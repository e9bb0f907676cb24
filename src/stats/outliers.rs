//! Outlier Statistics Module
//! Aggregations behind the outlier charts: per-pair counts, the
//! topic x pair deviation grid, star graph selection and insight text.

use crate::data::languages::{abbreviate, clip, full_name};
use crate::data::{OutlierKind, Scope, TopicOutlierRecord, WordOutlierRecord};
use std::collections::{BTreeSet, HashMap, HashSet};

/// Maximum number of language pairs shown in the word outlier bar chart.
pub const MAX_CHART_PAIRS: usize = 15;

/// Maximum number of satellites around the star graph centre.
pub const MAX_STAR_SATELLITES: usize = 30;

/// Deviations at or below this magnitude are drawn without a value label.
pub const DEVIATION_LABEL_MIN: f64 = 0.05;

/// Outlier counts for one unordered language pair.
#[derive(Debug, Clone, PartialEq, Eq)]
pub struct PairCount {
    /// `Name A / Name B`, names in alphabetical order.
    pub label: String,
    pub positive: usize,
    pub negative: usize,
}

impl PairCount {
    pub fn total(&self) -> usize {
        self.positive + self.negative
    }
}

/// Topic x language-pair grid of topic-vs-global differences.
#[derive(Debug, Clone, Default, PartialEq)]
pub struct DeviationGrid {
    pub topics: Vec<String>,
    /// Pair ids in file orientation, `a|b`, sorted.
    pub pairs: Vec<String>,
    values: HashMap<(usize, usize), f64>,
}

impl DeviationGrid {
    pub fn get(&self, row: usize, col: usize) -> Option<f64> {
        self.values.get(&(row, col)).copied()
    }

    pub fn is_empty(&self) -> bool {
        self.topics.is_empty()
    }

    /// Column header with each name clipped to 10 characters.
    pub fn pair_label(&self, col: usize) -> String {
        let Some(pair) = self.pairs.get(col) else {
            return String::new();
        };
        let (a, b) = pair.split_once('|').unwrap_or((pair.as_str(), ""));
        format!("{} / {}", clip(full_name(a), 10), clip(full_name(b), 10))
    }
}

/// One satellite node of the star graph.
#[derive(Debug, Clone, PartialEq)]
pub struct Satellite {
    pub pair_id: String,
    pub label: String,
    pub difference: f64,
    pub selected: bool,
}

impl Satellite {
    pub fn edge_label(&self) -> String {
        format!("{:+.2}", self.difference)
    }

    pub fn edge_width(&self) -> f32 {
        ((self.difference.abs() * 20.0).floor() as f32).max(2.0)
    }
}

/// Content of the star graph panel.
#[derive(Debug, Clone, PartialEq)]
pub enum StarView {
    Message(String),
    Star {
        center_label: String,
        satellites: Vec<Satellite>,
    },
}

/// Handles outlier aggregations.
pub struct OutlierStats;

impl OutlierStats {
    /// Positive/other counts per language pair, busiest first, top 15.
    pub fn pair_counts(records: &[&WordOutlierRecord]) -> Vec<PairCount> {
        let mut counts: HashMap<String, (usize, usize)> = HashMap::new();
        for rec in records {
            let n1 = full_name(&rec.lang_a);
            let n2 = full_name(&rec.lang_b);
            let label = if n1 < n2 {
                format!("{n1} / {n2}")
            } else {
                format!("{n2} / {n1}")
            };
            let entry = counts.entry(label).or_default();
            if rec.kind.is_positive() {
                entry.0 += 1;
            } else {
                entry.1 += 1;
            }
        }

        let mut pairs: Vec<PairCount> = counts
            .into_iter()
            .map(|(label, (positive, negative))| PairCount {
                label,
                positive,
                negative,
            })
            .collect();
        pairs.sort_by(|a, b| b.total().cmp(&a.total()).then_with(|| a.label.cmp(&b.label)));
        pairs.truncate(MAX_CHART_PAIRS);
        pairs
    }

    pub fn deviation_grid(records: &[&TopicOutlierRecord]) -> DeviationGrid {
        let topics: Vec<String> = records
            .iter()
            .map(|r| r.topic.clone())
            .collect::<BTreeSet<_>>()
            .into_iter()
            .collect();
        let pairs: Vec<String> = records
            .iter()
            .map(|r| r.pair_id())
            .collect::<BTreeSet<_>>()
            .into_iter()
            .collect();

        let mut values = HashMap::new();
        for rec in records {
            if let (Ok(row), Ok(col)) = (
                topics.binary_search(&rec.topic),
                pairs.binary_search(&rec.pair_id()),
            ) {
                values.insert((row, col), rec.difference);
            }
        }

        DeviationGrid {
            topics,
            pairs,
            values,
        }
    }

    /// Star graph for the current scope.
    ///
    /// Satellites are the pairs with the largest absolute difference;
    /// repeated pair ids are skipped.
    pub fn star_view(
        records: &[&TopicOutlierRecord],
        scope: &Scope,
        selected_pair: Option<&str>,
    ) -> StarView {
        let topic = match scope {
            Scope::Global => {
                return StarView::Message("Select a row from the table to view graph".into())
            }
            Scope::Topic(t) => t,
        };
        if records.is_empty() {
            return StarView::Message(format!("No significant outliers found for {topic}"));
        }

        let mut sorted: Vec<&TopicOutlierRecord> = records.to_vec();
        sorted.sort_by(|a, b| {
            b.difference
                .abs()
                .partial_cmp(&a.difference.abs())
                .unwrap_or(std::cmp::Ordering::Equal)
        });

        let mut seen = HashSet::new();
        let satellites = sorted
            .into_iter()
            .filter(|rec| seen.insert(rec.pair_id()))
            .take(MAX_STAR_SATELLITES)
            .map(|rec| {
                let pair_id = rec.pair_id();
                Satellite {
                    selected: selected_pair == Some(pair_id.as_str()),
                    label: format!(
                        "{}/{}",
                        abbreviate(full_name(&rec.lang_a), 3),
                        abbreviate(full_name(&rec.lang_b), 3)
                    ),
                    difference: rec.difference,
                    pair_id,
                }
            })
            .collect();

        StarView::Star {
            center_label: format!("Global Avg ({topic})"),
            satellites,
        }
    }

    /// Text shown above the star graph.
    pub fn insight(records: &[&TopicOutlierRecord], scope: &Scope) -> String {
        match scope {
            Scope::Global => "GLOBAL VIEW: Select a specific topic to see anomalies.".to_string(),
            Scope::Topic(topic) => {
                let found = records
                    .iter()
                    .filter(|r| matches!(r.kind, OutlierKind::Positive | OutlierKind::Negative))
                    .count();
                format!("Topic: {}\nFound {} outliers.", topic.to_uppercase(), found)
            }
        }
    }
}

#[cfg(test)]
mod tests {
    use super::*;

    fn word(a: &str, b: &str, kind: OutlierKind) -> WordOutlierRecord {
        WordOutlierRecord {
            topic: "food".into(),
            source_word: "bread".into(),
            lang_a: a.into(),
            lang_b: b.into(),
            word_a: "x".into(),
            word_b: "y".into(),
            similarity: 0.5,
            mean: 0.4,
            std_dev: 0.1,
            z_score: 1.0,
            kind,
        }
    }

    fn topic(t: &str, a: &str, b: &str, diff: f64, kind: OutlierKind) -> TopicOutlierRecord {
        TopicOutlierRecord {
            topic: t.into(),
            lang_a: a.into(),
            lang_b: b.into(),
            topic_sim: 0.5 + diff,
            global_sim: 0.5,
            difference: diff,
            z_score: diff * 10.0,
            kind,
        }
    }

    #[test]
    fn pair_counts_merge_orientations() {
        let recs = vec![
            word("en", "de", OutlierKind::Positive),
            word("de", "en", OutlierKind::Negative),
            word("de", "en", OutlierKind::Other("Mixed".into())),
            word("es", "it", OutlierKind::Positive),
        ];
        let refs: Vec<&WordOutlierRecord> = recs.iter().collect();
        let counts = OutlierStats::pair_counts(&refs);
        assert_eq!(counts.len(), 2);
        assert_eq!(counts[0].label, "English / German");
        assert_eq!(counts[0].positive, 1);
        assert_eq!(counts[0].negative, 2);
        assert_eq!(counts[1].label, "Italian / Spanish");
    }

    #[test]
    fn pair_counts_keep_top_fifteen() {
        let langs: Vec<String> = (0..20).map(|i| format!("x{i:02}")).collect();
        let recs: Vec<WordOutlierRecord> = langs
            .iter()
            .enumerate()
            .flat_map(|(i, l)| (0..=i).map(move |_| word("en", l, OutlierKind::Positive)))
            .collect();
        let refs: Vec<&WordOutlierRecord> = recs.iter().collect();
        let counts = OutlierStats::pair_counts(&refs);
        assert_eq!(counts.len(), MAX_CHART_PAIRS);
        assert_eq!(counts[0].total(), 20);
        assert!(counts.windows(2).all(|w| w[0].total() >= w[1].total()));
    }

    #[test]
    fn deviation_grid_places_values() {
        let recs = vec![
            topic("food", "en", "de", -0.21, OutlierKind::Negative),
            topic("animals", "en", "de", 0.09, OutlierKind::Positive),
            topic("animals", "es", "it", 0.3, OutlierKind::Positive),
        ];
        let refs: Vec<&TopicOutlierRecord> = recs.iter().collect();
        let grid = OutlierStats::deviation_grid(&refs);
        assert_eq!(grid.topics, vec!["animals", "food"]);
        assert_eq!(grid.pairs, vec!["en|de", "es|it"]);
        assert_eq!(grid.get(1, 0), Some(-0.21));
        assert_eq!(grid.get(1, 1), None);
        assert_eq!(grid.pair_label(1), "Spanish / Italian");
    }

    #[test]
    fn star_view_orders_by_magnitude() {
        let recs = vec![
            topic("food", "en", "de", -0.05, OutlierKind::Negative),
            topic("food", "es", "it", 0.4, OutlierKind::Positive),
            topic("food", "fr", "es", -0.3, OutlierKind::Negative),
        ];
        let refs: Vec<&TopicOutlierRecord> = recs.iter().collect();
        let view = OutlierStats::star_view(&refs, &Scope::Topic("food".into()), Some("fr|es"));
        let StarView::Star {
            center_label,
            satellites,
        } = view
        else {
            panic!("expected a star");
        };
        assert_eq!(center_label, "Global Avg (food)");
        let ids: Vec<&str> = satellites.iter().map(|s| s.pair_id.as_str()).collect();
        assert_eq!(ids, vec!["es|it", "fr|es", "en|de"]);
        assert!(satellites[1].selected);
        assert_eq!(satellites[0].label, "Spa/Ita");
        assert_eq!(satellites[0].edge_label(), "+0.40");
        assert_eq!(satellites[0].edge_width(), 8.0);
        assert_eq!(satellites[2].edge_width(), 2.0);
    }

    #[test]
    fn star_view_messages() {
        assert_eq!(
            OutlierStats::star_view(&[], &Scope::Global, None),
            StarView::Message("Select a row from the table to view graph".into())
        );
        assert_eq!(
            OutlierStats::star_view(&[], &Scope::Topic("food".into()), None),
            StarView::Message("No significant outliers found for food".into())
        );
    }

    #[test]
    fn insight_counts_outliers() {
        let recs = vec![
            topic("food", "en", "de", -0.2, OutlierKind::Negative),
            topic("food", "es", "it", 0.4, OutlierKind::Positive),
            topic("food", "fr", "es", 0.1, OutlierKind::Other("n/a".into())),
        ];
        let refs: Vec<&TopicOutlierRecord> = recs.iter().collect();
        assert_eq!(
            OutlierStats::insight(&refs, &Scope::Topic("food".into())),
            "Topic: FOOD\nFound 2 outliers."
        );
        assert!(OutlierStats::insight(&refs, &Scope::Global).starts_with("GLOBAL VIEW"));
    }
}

WHAT TO DO — Go through the records above. Copy each line in which the string "filter" appears.

RESPONSE TO THIS EXERCISE —
            .filter(|rec| seen.insert(rec.pair_id()))
                    .filter(|r| matches!(r.kind, OutlierKind::Positive | OutlierKind::Negative))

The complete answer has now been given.